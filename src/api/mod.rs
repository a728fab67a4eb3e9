//! REST API layer: route handlers, DTOs, and router composition.
//!
//! All resource endpoints are mounted under `/api/v1`; `/health`,
//! `/config/*`, `/openapi.json` and `/ws` live at the root.

pub mod dto;
pub mod extract;
pub mod handlers;

use std::time::Duration;

use axum::http::StatusCode;
use axum::routing::get;
use axum::{Json, Router};
use tower::ServiceBuilder;
use tower_http::cors::CorsLayer;
use tower_http::timeout::TimeoutLayer;
use tower_http::trace::TraceLayer;
use utoipa::OpenApi;

use crate::app_state::AppState;
use crate::ws::handler::ws_handler;

/// OpenAPI document for every REST endpoint.
#[derive(Debug, OpenApi)]
#[openapi(
    info(
        title = "tab-settle",
        description = "Split and partial payment reconciliation for restaurant bills"
    ),
    paths(
        handlers::session::open_session,
        handlers::session::list_sessions,
        handlers::session::get_session,
        handlers::payment::record_payment,
        handlers::payment::list_payments,
        handlers::payment::confirm_payment,
        handlers::payment::fail_payment,
        handlers::payment::pay_part,
        handlers::split::create_split,
        handlers::split::get_split,
        handlers::split::discard_split,
        handlers::seat::create_seat,
        handlers::seat::list_seats,
        handlers::seat::get_seat,
        handlers::seat::associate_item,
        handlers::seat::dissociate_item,
        handlers::system::health_handler,
        handlers::system::split_strategies_handler,
    ),
    tags(
        (name = "Sessions", description = "Payment sessions, one per order"),
        (name = "Payments", description = "Ad-hoc and part payments"),
        (name = "Splits", description = "Dividing the balance into payable parts"),
        (name = "Seats", description = "Seats and their order items"),
        (name = "System", description = "Health and catalogs"),
    )
)]
pub struct ApiDoc;

/// Builds the complete API router with all REST endpoints.
pub fn build_router() -> Router<AppState> {
    let router = Router::new()
        .nest("/api/v1", handlers::routes())
        .merge(handlers::system::routes())
        .route("/openapi.json", get(|| async { Json(ApiDoc::openapi()) }));

    #[cfg(feature = "swagger-ui")]
    let router = router.merge(
        utoipa_swagger_ui::SwaggerUi::new("/swagger-ui")
            .url("/api-docs/openapi.json", ApiDoc::openapi()),
    );

    router
}

/// Builds the full application: REST routes, the `/ws` endpoint and the
/// HTTP middleware stack, bound to `state`.
pub fn build_app(state: AppState, request_timeout: Duration) -> Router {
    Router::new()
        .merge(build_router())
        .route("/ws", get(ws_handler))
        .layer(
            ServiceBuilder::new()
                .layer(TraceLayer::new_for_http())
                .layer(CorsLayer::permissive())
                .layer(TimeoutLayer::with_status_code(
                    StatusCode::REQUEST_TIMEOUT,
                    request_timeout,
                )),
        )
        .with_state(state)
}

What to produce
Filter these records, keeping every line where the word "AppState" occurs.

Written solution
use crate::app_state::AppState;
pub fn build_router() -> Router<AppState> {
pub fn build_app(state: AppState, request_timeout: Duration) -> Router {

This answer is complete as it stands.